Now, on rereading, I find the clarity of Harrison’s prose just as admirable, but find myself appreciating his people more than ever I did before—flawed and hurt and always searching for ways to connect with each other, continually betrayed by language and tradition and themselves. And it seems to me that each city I visit now is an aspect of Viriconium, that there is an upper and a lower city in Tokyo and in Melbourne, in Manila and in Singapore, in Glasgow and in London, and that the Bistro Californium is where you find it, or where you need it, or simply what you need.

M. John Harrison, in his writing, clings to sheer rock faces and finds invisible handholds and purchases that should not be there; he pulls you up with him through the story, pulls you through to the other side of the mirror, where the world looks almost the same, except for the shower of sparks. . . .

Neil Gaiman
Narita Airport, July 25, 2005

THE PASTEL CITY

PROLOGUE ON THE EMPIRE OF VIRICONIUM

Some seventeen notable empires rose in the Middle Period of Earth. These were the Afternoon Cultures. All but one are unimportant to this narrative, and there is little need to speak of them save to say that none of them lasted for less than a millennium, none for more than ten; that each extracted such secrets and obtained such comforts as its nature (and the nature of the universe) enabled it to find; and that each fell back from the universe in confusion, dwindled, and died.

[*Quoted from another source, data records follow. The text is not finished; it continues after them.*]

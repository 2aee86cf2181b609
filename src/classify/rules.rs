// Ordered rule table for the ignored-subtree walk
//
// Each rule inspects one node and either produces a verdict or abstains.
// Rules run top-down per node; the ancestor walk applies them to every node
// in the chain. Keeping them as named table entries keeps each heuristic
// testable without layout.

use crate::config::VisibilityConfig;
use crate::dom::{DocumentView, NodeId};

/// Outcome of one rule for one node.
#[derive(Debug, Clone, Copy, PartialEq, Eq)]
pub(crate) enum RuleVerdict {
    /// The subtree is ignored outright.
    Ignore,
    /// Weak signal: this node is not ignorable by itself, and no further
    /// rules apply to it, but the ancestor walk continues.
    Continue,
}

pub(crate) struct RuleContext<'a> {
    pub view: &'a dyn DocumentView,
    pub config: &'a VisibilityConfig,
}

pub(crate) struct IgnoreRule {
    #[allow(dead_code)] // Names key the table for debugging and tests.
    pub name: &'static str,
    pub eval: fn(&RuleContext<'_>, NodeId) -> Option<RuleVerdict>,
}

/// Rules in evaluation order.
pub(crate) const IGNORE_RULES: &[IgnoreRule] = &[
    IgnoreRule {
        name: "overlay-member",
        eval: rule_overlay_member,
    },
    IgnoreRule {
        name: "embedded-media",
        eval: rule_embedded_media,
    },
    IgnoreRule {
        name: "animated-image",
        eval: rule_animated_image,
    },
    IgnoreRule {
        name: "animated-svg",
        eval: rule_animated_svg,
    },
    IgnoreRule {
        name: "looping-css-animation",
        eval: rule_looping_css_animation,
    },
    IgnoreRule {
        name: "media-container-token",
        eval: rule_media_container_token,
    },
];

fn rule_overlay_member(ctx: &RuleContext<'_>, node: NodeId) -> Option<RuleVerdict> {
    overlay_member(ctx, node).then_some(RuleVerdict::Ignore)
}

fn rule_embedded_media(ctx: &RuleContext<'_>, node: NodeId) -> Option<RuleVerdict> {
    let tag = ctx.view.tag_name(node)?;
    matches!(tag.as_str(), "video" | "canvas" | "iframe").then_some(RuleVerdict::Ignore)
}

fn rule_animated_image(ctx: &RuleContext<'_>, node: NodeId) -> Option<RuleVerdict> {
    let tag = ctx.view.tag_name(node)?;
    if tag != "img" {
        return None;
    }
    let src = ctx.view.attribute(node, "src").unwrap_or_default();
    has_gif_marker(&src).then_some(RuleVerdict::Ignore)
}

fn rule_animated_svg(ctx: &RuleContext<'_>, node: NodeId) -> Option<RuleVerdict> {
    let tag = ctx.view.tag_name(node)?;
    (tag == "svg" && ctx.view.contains_svg_animation(node)).then_some(RuleVerdict::Ignore)
}

fn rule_looping_css_animation(ctx: &RuleContext<'_>, node: NodeId) -> Option<RuleVerdict> {
    match ctx.view.computed_style(node) {
        Ok(style) => style
            .animation
            .as_ref()
            .is_some_and(|a| a.is_looping())
            .then_some(RuleVerdict::Ignore),
        // Style inspection failed mid-check; conservative verdict.
        Err(_) => Some(RuleVerdict::Ignore),
    }
}

fn rule_media_container_token(ctx: &RuleContext<'_>, node: NodeId) -> Option<RuleVerdict> {
    let class = ctx.view.class_name(node)?.to_lowercase();
    let matched = ctx
        .config
        .media_class_tokens
        .iter()
        .any(|token| class.contains(token.as_str()));
    if !matched {
        return None;
    }
    // A matching token only ignores the element when it is itself a media
    // tag. A matching container stays, and its children are still evaluated
    // independently.
    let tag = ctx.view.tag_name(node).unwrap_or_default();
    if tag == "video" || tag == "img" {
        Some(RuleVerdict::Ignore)
    } else {
        Some(RuleVerdict::Continue)
    }
}

/// True when the node's id or class marks it as part of the overlay.
pub(crate) fn overlay_member(ctx: &RuleContext<'_>, node: NodeId) -> bool {
    if let Some(id) = ctx.view.element_id(node) {
        if ctx.config.overlay_ids.iter().any(|known| *known == id) {
            return true;
        }
    }
    if let Some(class) = ctx.view.class_name(node) {
        if ctx
            .config
            .overlay_class_fragments
            .iter()
            .any(|fragment| class.contains(fragment.as_str()))
        {
            return true;
        }
    }
    false
}

/// GIF source detection: a path ending in `.gif` or carrying `.gif?`.
fn has_gif_marker(src: &str) -> bool {
    let lower = src.to_lowercase();
    lower.ends_with(".gif") || lower.contains(".gif?")
}

#[cfg(test)]
mod tests {
    use super::*;

    #[test]
    fn test_gif_marker_variants() {
        assert!(has_gif_marker("/media/loader.gif"));
        assert!(has_gif_marker("https://cdn.example/loader.GIF"));
        assert!(has_gif_marker("/media/loader.gif?v=2"));
        assert!(!has_gif_marker("/media/photo.png"));
        assert!(!has_gif_marker("/media/gifts.png"));
    }

    #[test]
    fn test_rule_table_order() {
        let names: Vec<&str> = IGNORE_RULES.iter().map(|r| r.name).collect();
        assert_eq!(
            names,
            vec![
                "overlay-member",
                "embedded-media",
                "animated-image",
                "animated-svg",
                "looping-css-animation",
                "media-container-token",
            ]
        );
    }
}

The last of them left its name written in the stars, but no one who came later could read it. More important, perhaps, it built enduringly despite its failing strength—leaving certain technologies that, for good or ill, retained their properties of operation for well over a thousand years. And more important still, it
was
the last of the Afternoon Cultures, and was followed by Evening, and by Viriconium.

For five hundred years or more after the final collapse of the Middle Period, Viriconium (it had not that name, yet) was a primitive huddle of communities bounded by the sea in the West and South, by the unexplored lands in the East, and the Great Brown Waste of the North.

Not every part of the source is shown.